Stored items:
//! Error types for the lazy-deserialization grid

use thiserror::Error;

/// Result type alias using our Error type
pub type Result<T> = std::result::Result<T, Error>;

/// Errors that can occur in the grid
#[derive(Error, Debug)]
pub enum Error {
    /// I/O error
    #[error("I/O error: {0}")]
    Io(#[from] std::io::Error),

    /// Configuration file parse error
    #[error("Failed to parse configuration: {0}")]
    ConfigParse(#[from] serde_yaml::Error),

    /// Configuration error
    #[error("Configuration error: {0}")]
    Config(String),

    /// Internal error
    #[error("Internal error: {0}")]
    Internal(String),

    // =========================================================================
    // Marshalling Errors
    // =========================================================================
    /// No codec covers the object being written
    #[error("Object of type {type_name} is not serializable: {reason}")]
    NonSerializable {
        type_name: &'static str,
        reason: String,
    },

    /// A stream referenced a type tag with no registered codec
    #[error("No codec registered for type tag 0x{tag:02x}")]
    CodecMissing { tag: u8 },

    /// Truncated or otherwise corrupt stream
    #[error("Malformed stream: {0}")]
    MalformedStream(String),

    /// Stream written by an unknown marshaller version
    #[error("Incompatible marshaller version: found 0x{found:04x}, expected 0x{expected:04x}")]
    IncompatibleVersion { found: u16, expected: u16 },

    // =========================================================================
    // Cache Errors
    // =========================================================================
    /// Mutation attempted on an unmodifiable view
    #[error("Unsupported operation on unmodifiable view: {0}")]
    UnsupportedOperation(&'static str),

    /// Invocation on a cache that is not running
    #[error("Cache {name} is not running (status: {status})")]
    CacheNotRunning { name: String, status: String },

    /// Cache not defined on this node
    #[error("Cache not defined: {0}")]
    CacheNotDefined(String),

    // =========================================================================
    // Loader Errors
    // =========================================================================
    /// Several peers returned distinct successful responses
    #[error("Loader divergence for key {key}: {count} distinct successful responses, refusing to pick one")]
    LoaderDivergence { key: String, count: usize },

    /// Remote call issued by the cluster loader failed
    #[error("Cluster loader remote call failed: {source}")]
    LoaderTransport {
        #[source]
        source: Box<Error>,
    },

    /// Loader returned a response it does not understand
    #[error("Unexpected response from remote cache: {0}")]
    UnexpectedResponse(String),

    // =========================================================================
    // Remoting Errors
    // =========================================================================
    /// Synchronous remote call did not complete in time
    #[error("Remote call timed out after {timeout_ms}ms waiting on {pending} member(s)")]
    RpcTimeout { timeout_ms: u64, pending: usize },

    /// Remote node failed while handling a command
    #[error("Remote exception from {sender}: {message}")]
    RemoteException { sender: String, message: String },

    /// Target is not reachable through the transport
    #[error("Member {0} is not reachable")]
    MemberUnreachable(String),
}

impl Error {
    /// Build a non-serializable error for the given type
    pub fn non_serializable(type_name: &'static str, reason: impl Into<String>) -> Self {
        Error::NonSerializable {
            type_name,
            reason: reason.into(),
        }
    }

    /// Build a malformed-stream error
    pub fn malformed(reason: impl Into<String>) -> Self {
        Error::MalformedStream(reason.into())
    }

    /// Whether this error was raised while decoding a stream
    pub fn is_decode_error(&self) -> bool {
        matches!(
            self,
            Error::CodecMissing { .. }
                | Error::MalformedStream(_)
                | Error::IncompatibleVersion { .. }
        )
    }
}

// =============================================================================
// Tests
// =============================================================================

#[cfg(test)]
mod tests {
    use super::*;

    #[test]
    fn test_error_messages() {
        let err = Error::CodecMissing { tag: 0x4f };
        assert_eq!(err.to_string(), "No codec registered for type tag 0x4f");

        let err = Error::IncompatibleVersion {
            found: 0x1234,
            expected: 0x4c01,
        };
        assert!(err.to_string().contains("0x1234"));
        assert!(err.to_string().contains("0x4c01"));
    }

    #[test]
    fn test_decode_error_classification() {
        assert!(Error::malformed("short read").is_decode_error());
        assert!(Error::CodecMissing { tag: 1 }.is_decode_error());
        assert!(!Error::non_serializable("Foo", "no codec").is_decode_error());
        assert!(!Error::UnsupportedOperation("add").is_decode_error());
    }

    #[test]
    fn test_loader_transport_keeps_source() {
        use std::error::Error as _;

        let err = Error::LoaderTransport {
            source: Box::new(Error::MemberUnreachable("node-b".into())),
        };
        let source = err.source().map(|s| s.to_string());
        assert_eq!(source.as_deref(), Some("Member node-b is not reachable"));
    }
}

What is expected:
Copy out all lines above that include the string "written".

Solution to this problem:
    /// No codec covers the object being written
    /// Stream written by an unknown marshaller version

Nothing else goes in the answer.